In the Spotlight

Tools
News & Features
Cream of Wheat plant closes; leaves history behind
By Marisa Helms
Minnesota Public Radio
February 14, 2002

The Cream of Wheat factory in Northeast Minneapolis is closing after nearly a century of operations. Cream of Wheat's new owner, Kraft Foods, is moving production to plants in Missouri and Ontario, Canada. The porridge that became Cream of Wheat was created by North Dakota millers in 1893. They moved production four years later to the then thriving milling city of Minneapolis.

Cream of Wheat expanded operations, and in 1928, the company relocated into its current home at Stinson Boulevard and Broadway in Northeast Minneapolis. That factory is now up for sale, but the cereal and the Cream of Wheat brand will live on, as will the nostalgia associated with it.

See a slideshow of Cream of Wheat advertising art.
 

The Cream of Wheat Company was a major player in the competitive climate of cereal advertising of the early 20th century. The company's founders knew in order to sell a high turnover, low-profit margin product like cereal, they'd need to advertise - a lot. So, the company put its name on cups, bowls, dolls, and children's wood blocks.

Advertising historian and Smithsonian curator Charlie McGovern says Cream of Wheat made a name for itself in the early use of product licensing, something so familiar to 21st century consumers.

"Cream of Wheat's achievement is not one of origin but one of success and scale," according to McGovern. "They used a wide variety of products to advertise their image and they tied in the Cream of Wheat product, the cereal, to a wide array of everyday household items."

Through the decades, the hot cereal was produced in northeast Minneapolis, Cream of Wheat sold an image of wholesomeness, family, home, and security. This message repeated itself in print ads painted by well known artists. The Cream of Wheat jingle was heard regularly on the radio, as a sponsor of a children's radio drama called "Let's Pretend."

The ads nearly always featured children and sold Cream of Wheat as the parents' helper. It was easy to make, and it kept children strong and healthy.

In recent years, television ads targeted adult nostalgia for Cream of Wheat.

Though Cream of Wheat product licensing is less common these days, the proliferation of items carrying the Cream of Wheat brand created legions of collectors.

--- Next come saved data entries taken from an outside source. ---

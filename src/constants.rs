//! Application-wide constants
//!
//! Single source of truth for magic numbers and string literals used
//! throughout the applet.

/// Configuration paths and filenames
pub mod config {
    /// Application directory name under XDG config
    pub const APP_DIR: &str = "wallshift";

    /// Settings filename
    pub const FILENAME: &str = "settings.json";
}

/// Default configuration values
pub mod defaults {
    /// Rotation interval in seconds
    pub const INTERVAL_SECONDS: u32 = 300;

    /// Name of the profile present in a fresh configuration
    pub const PROFILE_NAME: &str = "default";

    /// Image types the daemon is allowed to rotate through
    pub const ALLOWED_MIME_TYPES: &[&str] = &["image/jpeg", "image/png"];
}

/// Rotation daemon process and IPC settings
pub mod daemon {
    /// Binary name of the background rotation daemon
    pub const BINARY: &str = "wallshiftd";

    /// Flag used to hand the daemon its bootstrap IPC server name
    pub const IPC_SERVER_FLAG: &str = "--ipc-server";
}

/// Global shortcut registry shared with other desktop components
pub mod shortcuts {
    /// Directory holding one JSON file per external shortcut namespace
    pub const REGISTRY_DIR: &str = "/usr/share/wallshift/shortcuts";

    /// Fixed, pre-declared set of external namespaces checked for
    /// accelerator collisions
    pub const NAMESPACE_FILES: &[&str] = &[
        "window-manager.json",
        "compositor.json",
        "shell.json",
        "media-keys.json",
    ];
}

/// Input event constants (from evdev)
pub mod input {
    /// Key press event value
    pub const KEY_PRESS: i32 = 1;

    /// Key code for Tab key - used to identify keyboard devices
    pub const KEY_TAB: u16 = 15;

    /// Key code for Left Shift key
    pub const KEY_LEFTSHIFT: u16 = 42;

    /// Key code for Right Shift key
    pub const KEY_RIGHTSHIFT: u16 = 54;

    /// Input device directory
    pub const DEV_INPUT: &str = "/dev/input";

    /// Linux group required for raw input access
    pub const INPUT_GROUP: &str = "input";
}

/// Applet main loop settings
pub mod app {
    /// Sleep between main loop iterations in milliseconds
    pub const TICK_MS: u64 = 50;
}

"I have what I think is probably one of the best private Cream of Wheat collections in the entire world," says Mick Liebfried, who worked at the Minneapolis Cream of Wheat factory for 36 years. He's a genuine admirer of the cereal and a major collector of company artifacts. He says he's got 3,000 different pieces.

The Cream of Wheat factory in Northeast Minneapolis closes after nearly a century of operations. The company's owner is moving production to plants in Missouri and Ontario. The end of Cream of Wheat in Minneapolis marks the end of an era for the cereal, and the neighborhood where the company set up shop 73 years ago.
(MPR Photo/Marisa Helms)
 

"I have many boxes of Cream of Wheat. I've got bowls, I've got cups, I've got tins, and some of the stand up store posters and store advertising. So it's been a lot of fun for me to go out and try to find some of this stuff," Liebfried says

But it was the black chef who became central to the marketing of the product. "It is both curious and instructive that so much of the sentiment around Cream of Wheat has to do with the Cream of Wheat chef," says McGovern, the historian. " (It is) an image that we find palpably racist and offensive today, yet for many people who remember Cream of Wheat fondly, there's an association of comfort and nurturance, with the illustrated figure of an African-American man."

The chef's image appears on every Cream of Wheat box and is prominent in nearly all the ads. He always has a smile on his face and a piping hot bowl of Cream of Wheat in his hands. The ads feature little, white children in different activities - in a cozy room at home, or playing outside throwing winter snowballs.

He appears in the background, benevolently watching over the kids with the promise of a hot bowl of Cream of Wheat.

Minneapolis actress and director Kim Hines is a collector of black memorabilia, including Cream of Wheat art featuring the image.

"When I look at that type of marketing campaign, it is wishful thinking on the part of the white people. It's like we want to go back to when the only thing you had to worry about is serving us and making us happy and the only thing we had to worry about was to make sure that all you black folks kept your place, and that it was always going to be this way," Hines says.

Hines says just like Aunt Jemima and Uncle Ben, Cream of Wheat's chef is offensive.

Marketers at Kraft Foods, Cream of Wheat's owner, view the Rastus figure in purely positive terms.

Kraft's Mary Jane Kinkaid says the original Cream of Wheat owners modeled the image after a chef they met in a Chicago restaurant in the late 1800s.

"It's just been a wonderful success story; that this person represents such quality and goodness to people on the package. That he is a chef, and chefs at that time, and still today, take great pride in presenting the best of the best in terms of their creations to the people that they're making food for. And that's exactly what our chef is doing," according to Kinkaid.

Kinkaid says the image of the black chef will stay on Cream of Wheat boxes because he remains a symbol of quality goodness, and because he is beloved by fans of the cereal.